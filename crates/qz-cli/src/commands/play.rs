use std::cell::RefCell;
use std::io::{self, BufRead};
use std::rc::Rc;

use colored::Colorize;

use qz_core::{
    AnswerMatch, QuestionArgs, QuestionFactory, QuestionKind, QuizConfig, QuizError, QuizSession,
    ScoreLog,
};

use crate::console::{Console, ConsolePresenter, ConsoleResultObserver, JsonResultObserver};
use crate::menu::{CreationAction, MenuAction};

pub fn run(ignore_case: bool, json: bool) -> Result<(), String> {
    let matching = if ignore_case {
        AnswerMatch::Normalized
    } else {
        AnswerMatch::Exact
    };
    let mut session = QuizSession::new(QuizConfig::default().with_matching(matching));
    session.add_observer(ConsoleResultObserver);
    if json {
        session.add_observer(JsonResultObserver);
    }

    let history = Rc::new(RefCell::new(ScoreLog::new()));
    let log = Rc::clone(&history);
    session.add_observer(move |score: u32| log.borrow_mut().record(score));

    let stdin = io::stdin();
    let mut console = Console::new(stdin.lock());

    println!("  {} Quizbox", "Welcome to".bold());
    println!("  Answer matching: {matching}");

    loop {
        println!("{}", MenuAction::render());
        let Some(input) = console.prompt(MenuAction::PROMPT).map_err(|e| e.to_string())? else {
            break; // EOF
        };

        match MenuAction::parse(&input) {
            Some(MenuAction::CreateQuiz) => create_quiz(&mut session, &mut console)?,
            Some(MenuAction::TakeQuiz) => take_quiz(&mut session, &mut console, json)?,
            Some(MenuAction::Exit) => {
                println!("Exiting the application. Goodbye!");
                break;
            }
            None => println!("{}", "Invalid choice. Please try again.".yellow()),
        }
    }

    if let Some(best) = history.borrow().best() {
        println!("Best score this session: {best}%");
    }
    Ok(())
}

fn create_quiz<R: BufRead>(
    session: &mut QuizSession,
    console: &mut Console<R>,
) -> Result<(), String> {
    println!("\nCreating a new quiz...");

    loop {
        println!("{}", CreationAction::render());
        let Some(input) = console
            .prompt(&CreationAction::prompt())
            .map_err(|e| e.to_string())?
        else {
            break;
        };

        match CreationAction::parse(&input) {
            Some(CreationAction::Add(kind)) => {
                let Some((text, args)) = read_question(kind, console)? else {
                    break;
                };
                session.add_question(QuestionFactory::create_question(kind, &text, args));
                println!("Question added ({} total).", session.len());
            }
            Some(CreationAction::Finish) => {
                session.finish_creation();
                println!("Quiz creation completed.");
                return Ok(());
            }
            None => println!("{}", "Invalid choice. Please try again.".yellow()),
        }
    }

    // Input ended mid-creation: keep what was entered.
    session.finish_creation();
    Ok(())
}

/// Prompt for the text and parameters of one question.
fn read_question<R: BufRead>(
    kind: QuestionKind,
    console: &mut Console<R>,
) -> Result<Option<(String, QuestionArgs)>, String> {
    let ask = |console: &mut Console<R>, label: &str| {
        console.prompt(label).map_err(|e| e.to_string())
    };

    let (text_label, answer_label) = match kind {
        QuestionKind::MultipleChoice => (
            "Enter the multiple-choice question text: ",
            "Enter the correct answer (one of the choices): ",
        ),
        QuestionKind::TrueFalse => (
            "Enter the True/False question text: ",
            "Enter the correct answer (True or False): ",
        ),
    };

    let Some(text) = ask(console, text_label)? else {
        return Ok(None);
    };
    let choices = match kind {
        QuestionKind::MultipleChoice => {
            let Some(line) = ask(console, "Enter the choices (comma-separated): ")? else {
                return Ok(None);
            };
            split_choices(&line)
        }
        QuestionKind::TrueFalse => Vec::new(),
    };
    let Some(answer) = ask(console, answer_label)? else {
        return Ok(None);
    };

    Ok(Some((text, QuestionArgs::new(answer).with_choices(choices))))
}

fn take_quiz<R: BufRead>(
    session: &mut QuizSession,
    console: &mut Console<R>,
    json: bool,
) -> Result<(), String> {
    if !session.is_empty() {
        println!("\nTaking the quiz...");
    }

    match session.take_quiz(console, &mut ConsolePresenter) {
        Ok(attempt) => {
            if !attempt.is_complete() {
                println!(
                    "{}",
                    format!(
                        "Input ended after {} of {} questions.",
                        attempt.answers.len(),
                        attempt.questions
                    )
                    .yellow()
                );
            }
            if json {
                let line = serde_json::to_string(&attempt).map_err(|e| e.to_string())?;
                println!("{line}");
            }
            Ok(())
        }
        Err(e @ QuizError::NoQuizAvailable) => {
            println!("{}", e.to_string().yellow());
            Ok(())
        }
        Err(e) => Err(e.to_string()),
    }
}

/// Split a comma-separated choice list, trimming each entry.
fn split_choices(line: &str) -> Vec<String> {
    line.split(',')
        .map(str::trim)
        .filter(|c| !c.is_empty())
        .map(str::to_string)
        .collect()
}

#[cfg(test)]
mod tests {
    use super::*;

    #[test]
    fn choices_are_trimmed() {
        assert_eq!(split_choices("3, 4 ,5"), vec!["3", "4", "5"]);
        assert_eq!(split_choices("Paris"), vec!["Paris"]);
        assert!(split_choices("").is_empty());
        assert_eq!(split_choices("a,,b"), vec!["a", "b"]);
    }

    #[test]
    fn reads_multiple_choice_question() {
        let mut console = Console::new("2+2?\n3, 4, 5\n4\n".as_bytes());
        let (text, args) = read_question(QuestionKind::MultipleChoice, &mut console)
            .unwrap()
            .unwrap();
        assert_eq!(text, "2+2?");
        assert_eq!(args.choices, vec!["3", "4", "5"]);
        assert_eq!(args.correct_answer, "4");
    }

    #[test]
    fn reads_true_false_question() {
        let mut console = Console::new("Sky is blue\nTrue\n".as_bytes());
        let (text, args) = read_question(QuestionKind::TrueFalse, &mut console)
            .unwrap()
            .unwrap();
        assert_eq!(text, "Sky is blue");
        assert!(args.choices.is_empty());
        assert_eq!(args.correct_answer, "True");
    }

    #[test]
    fn truncated_question_is_dropped() {
        let mut console = Console::new("2+2?\n3,4,5\n".as_bytes());
        assert!(
            read_question(QuestionKind::MultipleChoice, &mut console)
                .unwrap()
                .is_none()
        );
    }

    #[test]
    fn creation_from_script() {
        let mut session = QuizSession::default();
        let script = "1\n2+2?\n3,4,5\n4\n2\nSky is blue\nTrue\n3\n";
        let mut console = Console::new(script.as_bytes());
        create_quiz(&mut session, &mut console).unwrap();

        assert_eq!(session.len(), 2);
        assert_eq!(session.answer_key(), vec!["4", "True"]);
        assert_eq!(session.state(), qz_core::SessionState::Ready);
    }
}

* * * * * * *

§ Required work: Retype every line of the material above without altering anything.

§ Response area:
filename crates/qz-cli/src/commands/play.rs
use std::cell::RefCell;
use std::io::{self, BufRead};
use std::rc::Rc;

use colored::Colorize;

use qz_core::{
    AnswerMatch, QuestionArgs, QuestionFactory, QuestionKind, QuizConfig, QuizError, QuizSession,
    ScoreLog,
};

use crate::console::{Console, ConsolePresenter, ConsoleResultObserver, JsonResultObserver};
use crate::menu::{CreationAction, MenuAction};

pub fn run(ignore_case: bool, json: bool) -> Result<(), String> {
    let matching = if ignore_case {
        AnswerMatch::Normalized
    } else {
        AnswerMatch::Exact
    };
    let mut session = QuizSession::new(QuizConfig::default().with_matching(matching));
    session.add_observer(ConsoleResultObserver);
    if json {
        session.add_observer(JsonResultObserver);
    }

    let history = Rc::new(RefCell::new(ScoreLog::new()));
    let log = Rc::clone(&history);
    session.add_observer(move |score: u32| log.borrow_mut().record(score));

    let stdin = io::stdin();
    let mut console = Console::new(stdin.lock());

    println!("  {} Quizbox", "Welcome to".bold());
    println!("  Answer matching: {matching}");

    loop {
        println!("{}", MenuAction::render());
        let Some(input) = console.prompt(MenuAction::PROMPT).map_err(|e| e.to_string())? else {
            break; // EOF
        };

        match MenuAction::parse(&input) {
            Some(MenuAction::CreateQuiz) => create_quiz(&mut session, &mut console)?,
            Some(MenuAction::TakeQuiz) => take_quiz(&mut session, &mut console, json)?,
            Some(MenuAction::Exit) => {
                println!("Exiting the application. Goodbye!");
                break;
            }
            None => println!("{}", "Invalid choice. Please try again.".yellow()),
        }
    }

    if let Some(best) = history.borrow().best() {
        println!("Best score this session: {best}%");
    }
    Ok(())
}

fn create_quiz<R: BufRead>(
    session: &mut QuizSession,
    console: &mut Console<R>,
) -> Result<(), String> {
    println!("\nCreating a new quiz...");

    loop {
        println!("{}", CreationAction::render());
        let Some(input) = console
            .prompt(&CreationAction::prompt())
            .map_err(|e| e.to_string())?
        else {
            break;
        };

        match CreationAction::parse(&input) {
            Some(CreationAction::Add(kind)) => {
                let Some((text, args)) = read_question(kind, console)? else {
                    break;
                };
                session.add_question(QuestionFactory::create_question(kind, &text, args));
                println!("Question added ({} total).", session.len());
            }
            Some(CreationAction::Finish) => {
                session.finish_creation();
                println!("Quiz creation completed.");
                return Ok(());
            }
            None => println!("{}", "Invalid choice. Please try again.".yellow()),
        }
    }

    // Input ended mid-creation: keep what was entered.
    session.finish_creation();
    Ok(())
}

/// Prompt for the text and parameters of one question.
fn read_question<R: BufRead>(
    kind: QuestionKind,
    console: &mut Console<R>,
) -> Result<Option<(String, QuestionArgs)>, String> {
    let ask = |console: &mut Console<R>, label: &str| {
        console.prompt(label).map_err(|e| e.to_string())
    };

    let (text_label, answer_label) = match kind {
        QuestionKind::MultipleChoice => (
            "Enter the multiple-choice question text: ",
            "Enter the correct answer (one of the choices): ",
        ),
        QuestionKind::TrueFalse => (
            "Enter the True/False question text: ",
            "Enter the correct answer (True or False): ",
        ),
    };

    let Some(text) = ask(console, text_label)? else {
        return Ok(None);
    };
    let choices = match kind {
        QuestionKind::MultipleChoice => {
            let Some(line) = ask(console, "Enter the choices (comma-separated): ")? else {
                return Ok(None);
            };
            split_choices(&line)
        }
        QuestionKind::TrueFalse => Vec::new(),
    };
    let Some(answer) = ask(console, answer_label)? else {
        return Ok(None);
    };

    Ok(Some((text, QuestionArgs::new(answer).with_choices(choices))))
}

fn take_quiz<R: BufRead>(
    session: &mut QuizSession,
    console: &mut Console<R>,
    json: bool,
) -> Result<(), String> {
    if !session.is_empty() {
        println!("\nTaking the quiz...");
    }

    match session.take_quiz(console, &mut ConsolePresenter) {
        Ok(attempt) => {
            if !attempt.is_complete() {
                println!(
                    "{}",
                    format!(
                        "Input ended after {} of {} questions.",
                        attempt.answers.len(),
                        attempt.questions
                    )
                    .yellow()
                );
            }
            if json {
                let line = serde_json::to_string(&attempt).map_err(|e| e.to_string())?;
                println!("{line}");
            }
            Ok(())
        }
        Err(e @ QuizError::NoQuizAvailable) => {
            println!("{}", e.to_string().yellow());
            Ok(())
        }
        Err(e) => Err(e.to_string()),
    }
}

/// Split a comma-separated choice list, trimming each entry.
fn split_choices(line: &str) -> Vec<String> {
    line.split(',')
        .map(str::trim)
        .filter(|c| !c.is_empty())
        .map(str::to_string)
        .collect()
}

#[cfg(test)]
mod tests {
    use super::*;

    #[test]
    fn choices_are_trimmed() {
        assert_eq!(split_choices("3, 4 ,5"), vec!["3", "4", "5"]);
        assert_eq!(split_choices("Paris"), vec!["Paris"]);
        assert!(split_choices("").is_empty());
        assert_eq!(split_choices("a,,b"), vec!["a", "b"]);
    }

    #[test]
    fn reads_multiple_choice_question() {
        let mut console = Console::new("2+2?\n3, 4, 5\n4\n".as_bytes());
        let (text, args) = read_question(QuestionKind::MultipleChoice, &mut console)
            .unwrap()
            .unwrap();
        assert_eq!(text, "2+2?");
        assert_eq!(args.choices, vec!["3", "4", "5"]);
        assert_eq!(args.correct_answer, "4");
    }

    #[test]
    fn reads_true_false_question() {
        let mut console = Console::new("Sky is blue\nTrue\n".as_bytes());
        let (text, args) = read_question(QuestionKind::TrueFalse, &mut console)
            .unwrap()
            .unwrap();
        assert_eq!(text, "Sky is blue");
        assert!(args.choices.is_empty());
        assert_eq!(args.correct_answer, "True");
    }

    #[test]
    fn truncated_question_is_dropped() {
        let mut console = Console::new("2+2?\n3,4,5\n".as_bytes());
        assert!(
            read_question(QuestionKind::MultipleChoice, &mut console)
                .unwrap()
                .is_none()
        );
    }

    #[test]
    fn creation_from_script() {
        let mut session = QuizSession::default();
        let script = "1\n2+2?\n3,4,5\n4\n2\nSky is blue\nTrue\n3\n";
        let mut console = Console::new(script.as_bytes());
        create_quiz(&mut session, &mut console).unwrap();

        assert_eq!(session.len(), 2);
        assert_eq!(session.answer_key(), vec!["4", "True"]);
        assert_eq!(session.state(), qz_core::SessionState::Ready);
    }
}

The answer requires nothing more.